### INFORMATION GIVEN
════════════════
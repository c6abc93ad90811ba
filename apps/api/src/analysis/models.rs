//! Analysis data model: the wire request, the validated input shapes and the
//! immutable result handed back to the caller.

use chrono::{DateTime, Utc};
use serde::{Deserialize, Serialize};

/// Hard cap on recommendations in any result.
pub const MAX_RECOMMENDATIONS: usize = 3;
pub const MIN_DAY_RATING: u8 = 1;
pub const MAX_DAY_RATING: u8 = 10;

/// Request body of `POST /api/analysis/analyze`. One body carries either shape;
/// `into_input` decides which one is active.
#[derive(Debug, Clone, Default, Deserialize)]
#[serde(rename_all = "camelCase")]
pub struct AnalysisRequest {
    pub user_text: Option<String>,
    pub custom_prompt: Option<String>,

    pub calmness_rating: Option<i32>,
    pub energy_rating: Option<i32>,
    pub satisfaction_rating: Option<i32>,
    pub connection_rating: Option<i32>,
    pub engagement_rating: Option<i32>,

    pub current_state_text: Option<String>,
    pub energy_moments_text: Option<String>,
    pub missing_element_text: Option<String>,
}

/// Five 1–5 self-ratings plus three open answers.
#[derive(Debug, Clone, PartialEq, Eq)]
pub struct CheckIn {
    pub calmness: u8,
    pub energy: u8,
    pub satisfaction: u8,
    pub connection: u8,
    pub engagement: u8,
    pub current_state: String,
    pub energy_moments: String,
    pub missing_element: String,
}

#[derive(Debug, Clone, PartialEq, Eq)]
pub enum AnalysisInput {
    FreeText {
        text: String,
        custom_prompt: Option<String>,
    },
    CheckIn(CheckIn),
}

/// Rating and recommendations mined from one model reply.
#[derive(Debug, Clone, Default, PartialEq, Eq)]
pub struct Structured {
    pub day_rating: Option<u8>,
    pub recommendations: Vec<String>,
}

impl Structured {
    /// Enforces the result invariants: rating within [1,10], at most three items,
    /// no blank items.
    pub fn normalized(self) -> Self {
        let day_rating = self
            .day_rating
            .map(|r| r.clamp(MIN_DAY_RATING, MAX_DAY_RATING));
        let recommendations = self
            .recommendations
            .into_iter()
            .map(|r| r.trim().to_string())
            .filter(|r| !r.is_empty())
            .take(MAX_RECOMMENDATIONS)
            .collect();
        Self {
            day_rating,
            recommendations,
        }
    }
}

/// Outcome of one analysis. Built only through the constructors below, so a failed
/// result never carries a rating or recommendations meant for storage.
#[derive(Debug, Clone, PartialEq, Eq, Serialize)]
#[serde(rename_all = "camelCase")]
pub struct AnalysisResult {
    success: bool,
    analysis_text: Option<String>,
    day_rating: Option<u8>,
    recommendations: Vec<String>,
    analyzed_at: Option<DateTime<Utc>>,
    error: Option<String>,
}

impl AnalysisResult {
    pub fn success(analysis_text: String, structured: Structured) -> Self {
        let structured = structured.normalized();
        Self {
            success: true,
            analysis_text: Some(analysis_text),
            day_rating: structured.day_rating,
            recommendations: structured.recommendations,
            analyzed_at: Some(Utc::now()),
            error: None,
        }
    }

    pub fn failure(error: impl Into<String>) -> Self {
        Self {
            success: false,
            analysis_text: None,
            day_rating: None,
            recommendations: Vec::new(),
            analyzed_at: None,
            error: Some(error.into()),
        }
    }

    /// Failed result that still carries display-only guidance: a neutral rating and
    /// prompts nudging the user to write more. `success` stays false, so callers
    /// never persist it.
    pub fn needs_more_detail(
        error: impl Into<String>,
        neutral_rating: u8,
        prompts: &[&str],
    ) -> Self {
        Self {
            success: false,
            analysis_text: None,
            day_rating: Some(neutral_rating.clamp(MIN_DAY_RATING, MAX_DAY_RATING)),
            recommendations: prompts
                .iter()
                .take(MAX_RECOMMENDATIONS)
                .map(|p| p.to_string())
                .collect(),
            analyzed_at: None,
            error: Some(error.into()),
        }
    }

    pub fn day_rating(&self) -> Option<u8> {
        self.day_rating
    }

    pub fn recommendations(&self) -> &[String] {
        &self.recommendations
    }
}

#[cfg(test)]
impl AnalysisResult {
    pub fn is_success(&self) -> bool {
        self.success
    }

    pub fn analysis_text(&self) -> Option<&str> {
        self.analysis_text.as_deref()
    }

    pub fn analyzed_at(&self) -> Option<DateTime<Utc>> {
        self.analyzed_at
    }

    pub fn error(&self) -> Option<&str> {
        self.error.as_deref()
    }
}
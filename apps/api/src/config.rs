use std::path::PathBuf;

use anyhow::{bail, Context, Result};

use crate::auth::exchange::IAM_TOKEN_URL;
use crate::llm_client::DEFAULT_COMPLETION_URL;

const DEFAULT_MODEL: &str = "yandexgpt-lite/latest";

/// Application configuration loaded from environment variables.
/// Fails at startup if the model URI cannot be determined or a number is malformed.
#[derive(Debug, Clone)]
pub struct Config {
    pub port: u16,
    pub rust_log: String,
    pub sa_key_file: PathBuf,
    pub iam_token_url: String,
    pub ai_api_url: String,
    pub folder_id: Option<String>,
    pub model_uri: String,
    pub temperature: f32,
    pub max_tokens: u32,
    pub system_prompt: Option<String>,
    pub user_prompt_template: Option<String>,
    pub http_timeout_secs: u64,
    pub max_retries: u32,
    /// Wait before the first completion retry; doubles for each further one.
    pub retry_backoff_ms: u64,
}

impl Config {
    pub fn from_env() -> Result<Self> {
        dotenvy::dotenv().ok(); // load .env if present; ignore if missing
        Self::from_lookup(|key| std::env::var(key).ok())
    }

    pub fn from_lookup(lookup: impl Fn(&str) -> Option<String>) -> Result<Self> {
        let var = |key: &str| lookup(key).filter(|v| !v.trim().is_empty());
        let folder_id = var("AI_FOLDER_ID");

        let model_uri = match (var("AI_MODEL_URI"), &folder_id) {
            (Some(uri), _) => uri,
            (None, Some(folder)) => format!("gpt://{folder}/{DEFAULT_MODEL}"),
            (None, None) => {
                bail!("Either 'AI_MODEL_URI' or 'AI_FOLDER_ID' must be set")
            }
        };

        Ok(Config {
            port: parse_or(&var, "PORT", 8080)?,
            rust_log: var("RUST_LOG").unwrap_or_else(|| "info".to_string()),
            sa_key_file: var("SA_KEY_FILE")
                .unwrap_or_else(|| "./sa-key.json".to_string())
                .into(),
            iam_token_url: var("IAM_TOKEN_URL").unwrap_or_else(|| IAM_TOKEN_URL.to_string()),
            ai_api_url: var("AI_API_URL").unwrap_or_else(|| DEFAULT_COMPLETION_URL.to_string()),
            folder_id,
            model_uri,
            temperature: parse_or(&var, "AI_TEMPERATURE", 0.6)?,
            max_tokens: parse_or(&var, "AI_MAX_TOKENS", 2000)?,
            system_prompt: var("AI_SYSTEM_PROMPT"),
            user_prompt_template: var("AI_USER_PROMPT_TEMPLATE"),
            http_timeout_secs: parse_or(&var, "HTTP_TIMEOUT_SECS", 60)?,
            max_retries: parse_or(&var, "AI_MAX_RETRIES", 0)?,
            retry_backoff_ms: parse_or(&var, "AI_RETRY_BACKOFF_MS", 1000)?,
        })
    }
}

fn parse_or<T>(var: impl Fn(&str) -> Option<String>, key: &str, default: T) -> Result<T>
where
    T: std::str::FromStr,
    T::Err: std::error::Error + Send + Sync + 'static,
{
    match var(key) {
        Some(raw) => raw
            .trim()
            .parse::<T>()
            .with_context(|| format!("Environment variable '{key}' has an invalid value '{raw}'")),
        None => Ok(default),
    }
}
════════════════
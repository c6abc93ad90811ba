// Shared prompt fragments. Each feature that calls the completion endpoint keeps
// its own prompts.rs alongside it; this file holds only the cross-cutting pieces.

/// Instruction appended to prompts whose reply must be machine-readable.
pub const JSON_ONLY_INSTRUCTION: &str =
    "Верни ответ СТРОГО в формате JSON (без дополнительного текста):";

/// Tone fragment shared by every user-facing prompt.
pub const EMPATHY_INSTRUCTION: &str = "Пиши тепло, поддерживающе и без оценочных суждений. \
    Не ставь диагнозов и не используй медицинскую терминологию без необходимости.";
════════════════
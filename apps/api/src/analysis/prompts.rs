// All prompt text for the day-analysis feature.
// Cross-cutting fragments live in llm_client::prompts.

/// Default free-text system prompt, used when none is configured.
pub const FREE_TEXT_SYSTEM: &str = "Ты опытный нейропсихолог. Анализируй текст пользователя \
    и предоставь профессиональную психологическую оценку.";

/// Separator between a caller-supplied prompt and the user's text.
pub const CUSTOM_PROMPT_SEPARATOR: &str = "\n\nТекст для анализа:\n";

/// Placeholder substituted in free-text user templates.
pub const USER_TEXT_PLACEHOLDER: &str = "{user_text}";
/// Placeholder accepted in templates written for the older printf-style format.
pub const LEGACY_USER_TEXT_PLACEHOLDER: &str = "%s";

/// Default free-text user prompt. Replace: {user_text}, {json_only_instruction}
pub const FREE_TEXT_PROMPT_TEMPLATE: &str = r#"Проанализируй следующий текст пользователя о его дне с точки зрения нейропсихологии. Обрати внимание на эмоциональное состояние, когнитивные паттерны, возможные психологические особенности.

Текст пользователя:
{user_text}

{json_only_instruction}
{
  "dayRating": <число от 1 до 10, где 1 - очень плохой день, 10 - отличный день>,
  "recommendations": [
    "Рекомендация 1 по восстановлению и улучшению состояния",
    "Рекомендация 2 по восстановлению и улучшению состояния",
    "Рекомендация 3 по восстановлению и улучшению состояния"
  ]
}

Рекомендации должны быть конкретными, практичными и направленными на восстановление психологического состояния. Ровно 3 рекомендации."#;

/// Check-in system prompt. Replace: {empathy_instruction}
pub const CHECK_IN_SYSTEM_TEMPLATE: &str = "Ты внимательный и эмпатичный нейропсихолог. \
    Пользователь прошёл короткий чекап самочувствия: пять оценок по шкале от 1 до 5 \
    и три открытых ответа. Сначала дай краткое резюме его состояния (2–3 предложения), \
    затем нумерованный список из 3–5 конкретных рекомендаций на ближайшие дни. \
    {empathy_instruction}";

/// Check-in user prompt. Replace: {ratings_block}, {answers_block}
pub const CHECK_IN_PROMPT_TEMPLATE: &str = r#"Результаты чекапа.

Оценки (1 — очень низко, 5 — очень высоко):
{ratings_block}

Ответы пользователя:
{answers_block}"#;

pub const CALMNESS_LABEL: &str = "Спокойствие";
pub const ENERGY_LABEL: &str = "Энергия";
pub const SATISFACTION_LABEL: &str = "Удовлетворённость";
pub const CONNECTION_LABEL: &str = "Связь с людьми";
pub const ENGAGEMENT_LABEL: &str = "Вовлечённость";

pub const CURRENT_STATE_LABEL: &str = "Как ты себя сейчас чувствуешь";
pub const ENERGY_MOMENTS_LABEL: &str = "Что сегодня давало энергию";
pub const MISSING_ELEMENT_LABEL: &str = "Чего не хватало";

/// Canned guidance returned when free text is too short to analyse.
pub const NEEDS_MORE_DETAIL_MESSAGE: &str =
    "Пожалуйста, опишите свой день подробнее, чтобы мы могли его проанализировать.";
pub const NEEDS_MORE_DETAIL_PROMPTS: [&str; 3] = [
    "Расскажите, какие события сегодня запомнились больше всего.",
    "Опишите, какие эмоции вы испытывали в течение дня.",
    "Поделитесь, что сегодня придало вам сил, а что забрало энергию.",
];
════════════════
### WHAT YOU NEED TO DO
Check each line above for the string "derive" and show the ones that have it.

### RESPONSE TO THIS TASK
#[derive(Debug, Clone, Default, Deserialize)]
#[derive(Debug, Clone, PartialEq, Eq)]
#[derive(Debug, Clone, PartialEq, Eq)]
#[derive(Debug, Clone, Default, PartialEq, Eq)]
#[derive(Debug, Clone, PartialEq, Eq, Serialize)]
#[derive(Debug, Clone)]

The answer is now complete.